* Assignment
Reproduce the full set of records verbatim.

-- Opening Marker --

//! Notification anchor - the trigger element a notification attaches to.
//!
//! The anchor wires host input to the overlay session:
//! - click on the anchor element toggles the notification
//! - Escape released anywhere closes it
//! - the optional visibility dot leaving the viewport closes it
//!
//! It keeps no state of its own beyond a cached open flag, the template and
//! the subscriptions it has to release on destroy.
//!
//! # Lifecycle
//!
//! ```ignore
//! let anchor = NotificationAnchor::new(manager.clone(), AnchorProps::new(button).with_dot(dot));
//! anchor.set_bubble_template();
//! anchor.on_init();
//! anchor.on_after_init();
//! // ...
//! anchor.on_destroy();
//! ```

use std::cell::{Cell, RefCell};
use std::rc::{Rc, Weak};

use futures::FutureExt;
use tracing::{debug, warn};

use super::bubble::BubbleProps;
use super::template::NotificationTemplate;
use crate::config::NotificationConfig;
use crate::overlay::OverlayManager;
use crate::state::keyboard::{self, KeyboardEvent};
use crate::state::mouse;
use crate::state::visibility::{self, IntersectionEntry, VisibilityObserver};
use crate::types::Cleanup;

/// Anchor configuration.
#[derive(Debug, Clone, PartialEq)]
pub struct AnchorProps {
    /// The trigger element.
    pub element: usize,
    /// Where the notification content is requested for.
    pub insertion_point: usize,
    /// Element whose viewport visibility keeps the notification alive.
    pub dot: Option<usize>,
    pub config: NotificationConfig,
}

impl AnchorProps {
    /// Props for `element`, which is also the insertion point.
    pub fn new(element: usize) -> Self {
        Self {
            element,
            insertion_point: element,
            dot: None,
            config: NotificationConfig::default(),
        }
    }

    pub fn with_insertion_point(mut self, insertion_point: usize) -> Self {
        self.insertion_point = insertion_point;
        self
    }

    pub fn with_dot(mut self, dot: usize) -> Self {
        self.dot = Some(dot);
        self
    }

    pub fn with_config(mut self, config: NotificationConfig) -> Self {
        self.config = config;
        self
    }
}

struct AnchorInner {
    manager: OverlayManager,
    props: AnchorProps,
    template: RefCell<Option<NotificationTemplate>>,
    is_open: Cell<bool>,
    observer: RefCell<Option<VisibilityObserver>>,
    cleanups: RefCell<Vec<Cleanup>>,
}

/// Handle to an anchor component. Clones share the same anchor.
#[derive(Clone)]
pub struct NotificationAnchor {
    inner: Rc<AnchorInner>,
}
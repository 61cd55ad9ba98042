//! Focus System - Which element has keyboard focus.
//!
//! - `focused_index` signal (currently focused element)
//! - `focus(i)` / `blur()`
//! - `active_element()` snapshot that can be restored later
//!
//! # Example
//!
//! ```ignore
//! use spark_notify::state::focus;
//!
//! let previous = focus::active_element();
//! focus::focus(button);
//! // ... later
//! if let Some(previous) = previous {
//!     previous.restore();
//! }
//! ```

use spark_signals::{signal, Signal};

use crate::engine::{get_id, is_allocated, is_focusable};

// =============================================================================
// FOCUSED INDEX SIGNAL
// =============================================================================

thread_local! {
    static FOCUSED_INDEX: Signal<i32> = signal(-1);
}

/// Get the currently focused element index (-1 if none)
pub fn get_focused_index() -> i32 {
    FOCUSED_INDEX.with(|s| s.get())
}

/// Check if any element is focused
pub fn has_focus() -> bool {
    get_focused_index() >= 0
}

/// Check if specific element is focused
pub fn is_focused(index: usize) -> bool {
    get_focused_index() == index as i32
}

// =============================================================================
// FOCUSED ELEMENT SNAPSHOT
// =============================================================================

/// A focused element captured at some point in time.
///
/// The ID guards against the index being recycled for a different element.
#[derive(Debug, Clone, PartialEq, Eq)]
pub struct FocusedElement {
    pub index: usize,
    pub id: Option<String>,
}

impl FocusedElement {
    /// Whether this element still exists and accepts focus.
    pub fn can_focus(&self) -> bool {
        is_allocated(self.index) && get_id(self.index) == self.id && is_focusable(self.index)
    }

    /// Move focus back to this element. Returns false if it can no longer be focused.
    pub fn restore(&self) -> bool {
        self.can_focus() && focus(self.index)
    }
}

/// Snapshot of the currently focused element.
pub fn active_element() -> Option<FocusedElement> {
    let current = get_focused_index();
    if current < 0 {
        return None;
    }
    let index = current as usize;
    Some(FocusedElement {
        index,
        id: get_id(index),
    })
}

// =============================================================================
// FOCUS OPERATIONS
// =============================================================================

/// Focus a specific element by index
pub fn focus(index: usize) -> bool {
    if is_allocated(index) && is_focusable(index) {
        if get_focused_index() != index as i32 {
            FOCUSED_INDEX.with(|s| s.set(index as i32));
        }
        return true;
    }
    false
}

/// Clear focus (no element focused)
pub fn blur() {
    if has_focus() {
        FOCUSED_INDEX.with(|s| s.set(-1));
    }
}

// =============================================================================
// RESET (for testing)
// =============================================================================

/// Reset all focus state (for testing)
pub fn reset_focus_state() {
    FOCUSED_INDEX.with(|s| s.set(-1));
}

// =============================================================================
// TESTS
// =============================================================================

-- Closing Marker --

* Output for this task
//! Notification anchor - the trigger element a notification attaches to.
//!
//! The anchor wires host input to the overlay session:
//! - click on the anchor element toggles the notification
//! - Escape released anywhere closes it
//! - the optional visibility dot leaving the viewport closes it
//!
//! It keeps no state of its own beyond a cached open flag, the template and
//! the subscriptions it has to release on destroy.
//!
//! # Lifecycle
//!
//! ```ignore
//! let anchor = NotificationAnchor::new(manager.clone(), AnchorProps::new(button).with_dot(dot));
//! anchor.set_bubble_template();
//! anchor.on_init();
//! anchor.on_after_init();
//! // ...
//! anchor.on_destroy();
//! ```

use std::cell::{Cell, RefCell};
use std::rc::{Rc, Weak};

use futures::FutureExt;
use tracing::{debug, warn};

use super::bubble::BubbleProps;
use super::template::NotificationTemplate;
use crate::config::NotificationConfig;
use crate::overlay::OverlayManager;
use crate::state::keyboard::{self, KeyboardEvent};
use crate::state::mouse;
use crate::state::visibility::{self, IntersectionEntry, VisibilityObserver};
use crate::types::Cleanup;

/// Anchor configuration.
#[derive(Debug, Clone, PartialEq)]
pub struct AnchorProps {
    /// The trigger element.
    pub element: usize,
    /// Where the notification content is requested for.
    pub insertion_point: usize,
    /// Element whose viewport visibility keeps the notification alive.
    pub dot: Option<usize>,
    pub config: NotificationConfig,
}

impl AnchorProps {
    /// Props for `element`, which is also the insertion point.
    pub fn new(element: usize) -> Self {
        Self {
            element,
            insertion_point: element,
            dot: None,
            config: NotificationConfig::default(),
        }
    }

    pub fn with_insertion_point(mut self, insertion_point: usize) -> Self {
        self.insertion_point = insertion_point;
        self
    }

    pub fn with_dot(mut self, dot: usize) -> Self {
        self.dot = Some(dot);
        self
    }

    pub fn with_config(mut self, config: NotificationConfig) -> Self {
        self.config = config;
        self
    }
}

struct AnchorInner {
    manager: OverlayManager,
    props: AnchorProps,
    template: RefCell<Option<NotificationTemplate>>,
    is_open: Cell<bool>,
    observer: RefCell<Option<VisibilityObserver>>,
    cleanups: RefCell<Vec<Cleanup>>,
}

/// Handle to an anchor component. Clones share the same anchor.
#[derive(Clone)]
pub struct NotificationAnchor {
    inner: Rc<AnchorInner>,
}
repository 61cd55ad9ba98042
//! Focus System - Which element has keyboard focus.
//!
//! - `focused_index` signal (currently focused element)
//! - `focus(i)` / `blur()`
//! - `active_element()` snapshot that can be restored later
//!
//! # Example
//!
//! ```ignore
//! use spark_notify::state::focus;
//!
//! let previous = focus::active_element();
//! focus::focus(button);
//! // ... later
//! if let Some(previous) = previous {
//!     previous.restore();
//! }
//! ```

use spark_signals::{signal, Signal};

use crate::engine::{get_id, is_allocated, is_focusable};

// =============================================================================
// FOCUSED INDEX SIGNAL
// =============================================================================

thread_local! {
    static FOCUSED_INDEX: Signal<i32> = signal(-1);
}

/// Get the currently focused element index (-1 if none)
pub fn get_focused_index() -> i32 {
    FOCUSED_INDEX.with(|s| s.get())
}

/// Check if any element is focused
pub fn has_focus() -> bool {
    get_focused_index() >= 0
}

/// Check if specific element is focused
pub fn is_focused(index: usize) -> bool {
    get_focused_index() == index as i32
}

// =============================================================================
// FOCUSED ELEMENT SNAPSHOT
// =============================================================================

/// A focused element captured at some point in time.
///
/// The ID guards against the index being recycled for a different element.
#[derive(Debug, Clone, PartialEq, Eq)]
pub struct FocusedElement {
    pub index: usize,
    pub id: Option<String>,
}

impl FocusedElement {
    /// Whether this element still exists and accepts focus.
    pub fn can_focus(&self) -> bool {
        is_allocated(self.index) && get_id(self.index) == self.id && is_focusable(self.index)
    }

    /// Move focus back to this element. Returns false if it can no longer be focused.
    pub fn restore(&self) -> bool {
        self.can_focus() && focus(self.index)
    }
}

/// Snapshot of the currently focused element.
pub fn active_element() -> Option<FocusedElement> {
    let current = get_focused_index();
    if current < 0 {
        return None;
    }
    let index = current as usize;
    Some(FocusedElement {
        index,
        id: get_id(index),
    })
}

// =============================================================================
// FOCUS OPERATIONS
// =============================================================================

/// Focus a specific element by index
pub fn focus(index: usize) -> bool {
    if is_allocated(index) && is_focusable(index) {
        if get_focused_index() != index as i32 {
            FOCUSED_INDEX.with(|s| s.set(index as i32));
        }
        return true;
    }
    false
}

/// Clear focus (no element focused)
pub fn blur() {
    if has_focus() {
        FOCUSED_INDEX.with(|s| s.set(-1));
    }
}

// =============================================================================
// RESET (for testing)
// =============================================================================

/// Reset all focus state (for testing)
pub fn reset_focus_state() {
    FOCUSED_INDEX.with(|s| s.set(-1));
}

// =============================================================================
// TESTS
// =============================================================================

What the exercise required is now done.